— Brief —
Print the complete set of entries exactly.

Dataset entries:
+ + + + +

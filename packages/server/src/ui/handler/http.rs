//! HTTP API endpoint handlers.

use std::sync::Arc;

use axum::{
    Json,
    extract::{Path, State},
    http::StatusCode,
};

use crate::{
    domain::Language,
    infrastructure::dto::http::{
        CacheStatsDto, CreateRoomResponse, HealthResponse, LanguageDto, MemberDto,
        RelayStatsDto, RoomDetailDto, StoreHealthDto,
    },
    ui::state::AppState,
    usecase::GetRoomDetailError,
};
use tsuyaku_shared::time::timestamp_to_rfc3339;

/// Issue a new room id
pub async fn create_room(
    State(state): State<Arc<AppState>>,
) -> (StatusCode, Json<CreateRoomResponse>) {
    let (room_id, created_at) = state.create_room_usecase.execute();
    (
        StatusCode::CREATED,
        Json(CreateRoomResponse {
            room_id: room_id.into_string(),
            created_at: timestamp_to_rfc3339(created_at.value()),
        }),
    )
}

/// Health check endpoint
pub async fn health_check(State(state): State<Arc<AppState>>) -> Json<HealthResponse> {
    let report = state.get_health_usecase.execute().await;

    // Domain Model から DTO への変換
    Json(HealthResponse {
        status: if report.is_degraded() { "degraded" } else { "ok" }.to_string(),
        timestamp: timestamp_to_rfc3339(report.timestamp.value()),
        store: StoreHealthDto {
            backend: report.store_backend.to_string(),
            reachable: !report.is_degraded(),
            latency_ms: report.store_latency.map(|d| d.as_secs_f64() * 1000.0),
        },
        cache: CacheStatsDto {
            hits: report.stats.cache_hits,
            misses: report.stats.cache_misses,
            local_entries: report.local_cache_entries,
        },
        relay: RelayStatsDto {
            active_rooms: report.active_rooms,
            active_connections: report.active_connections,
            messages_relayed: report.stats.messages_relayed,
            translation_failures: report.stats.translation_failures,
        },
    })
}

/// Get room detail by ID
pub async fn get_room_detail(
    State(state): State<Arc<AppState>>,
    Path(room_id): Path<String>,
) -> Result<Json<RoomDetailDto>, StatusCode> {
    match state.get_room_detail_usecase.execute(room_id).await {
        Ok(detail) => Ok(Json(RoomDetailDto {
            room_id: detail.room_id.into_string(),
            members: detail.members.iter().map(MemberDto::from).collect(),
            languages: detail.languages,
        })),
        Err(GetRoomDetailError::RoomNotFound) => Err(StatusCode::NOT_FOUND),
        Err(GetRoomDetailError::InvalidRoomId(_)) => Err(StatusCode::BAD_REQUEST),
    }
}

/// Supported languages
pub async fn list_languages() -> Json<Vec<LanguageDto>> {
    Json(Language::ALL.iter().copied().map(LanguageDto::from).collect())
}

+ + + + +

— Response area —
filename packages/server/src/ui/handler/http.rs
//! HTTP API endpoint handlers.

use std::sync::Arc;

use axum::{
    Json,
    extract::{Path, State},
    http::StatusCode,
};

use crate::{
    domain::Language,
    infrastructure::dto::http::{
        CacheStatsDto, CreateRoomResponse, HealthResponse, LanguageDto, MemberDto,
        RelayStatsDto, RoomDetailDto, StoreHealthDto,
    },
    ui::state::AppState,
    usecase::GetRoomDetailError,
};
use tsuyaku_shared::time::timestamp_to_rfc3339;

/// Issue a new room id
pub async fn create_room(
    State(state): State<Arc<AppState>>,
) -> (StatusCode, Json<CreateRoomResponse>) {
    let (room_id, created_at) = state.create_room_usecase.execute();
    (
        StatusCode::CREATED,
        Json(CreateRoomResponse {
            room_id: room_id.into_string(),
            created_at: timestamp_to_rfc3339(created_at.value()),
        }),
    )
}

/// Health check endpoint
pub async fn health_check(State(state): State<Arc<AppState>>) -> Json<HealthResponse> {
    let report = state.get_health_usecase.execute().await;

    // Domain Model から DTO への変換
    Json(HealthResponse {
        status: if report.is_degraded() { "degraded" } else { "ok" }.to_string(),
        timestamp: timestamp_to_rfc3339(report.timestamp.value()),
        store: StoreHealthDto {
            backend: report.store_backend.to_string(),
            reachable: !report.is_degraded(),
            latency_ms: report.store_latency.map(|d| d.as_secs_f64() * 1000.0),
        },
        cache: CacheStatsDto {
            hits: report.stats.cache_hits,
            misses: report.stats.cache_misses,
            local_entries: report.local_cache_entries,
        },
        relay: RelayStatsDto {
            active_rooms: report.active_rooms,
            active_connections: report.active_connections,
            messages_relayed: report.stats.messages_relayed,
            translation_failures: report.stats.translation_failures,
        },
    })
}

/// Get room detail by ID
pub async fn get_room_detail(
    State(state): State<Arc<AppState>>,
    Path(room_id): Path<String>,
) -> Result<Json<RoomDetailDto>, StatusCode> {
    match state.get_room_detail_usecase.execute(room_id).await {
        Ok(detail) => Ok(Json(RoomDetailDto {
            room_id: detail.room_id.into_string(),
            members: detail.members.iter().map(MemberDto::from).collect(),
            languages: detail.languages,
        })),
        Err(GetRoomDetailError::RoomNotFound) => Err(StatusCode::NOT_FOUND),
        Err(GetRoomDetailError::InvalidRoomId(_)) => Err(StatusCode::BAD_REQUEST),
    }
}

/// Supported languages
pub async fn list_languages() -> Json<Vec<LanguageDto>> {
    Json(Language::ALL.iter().copied().map(LanguageDto::from).collect())
}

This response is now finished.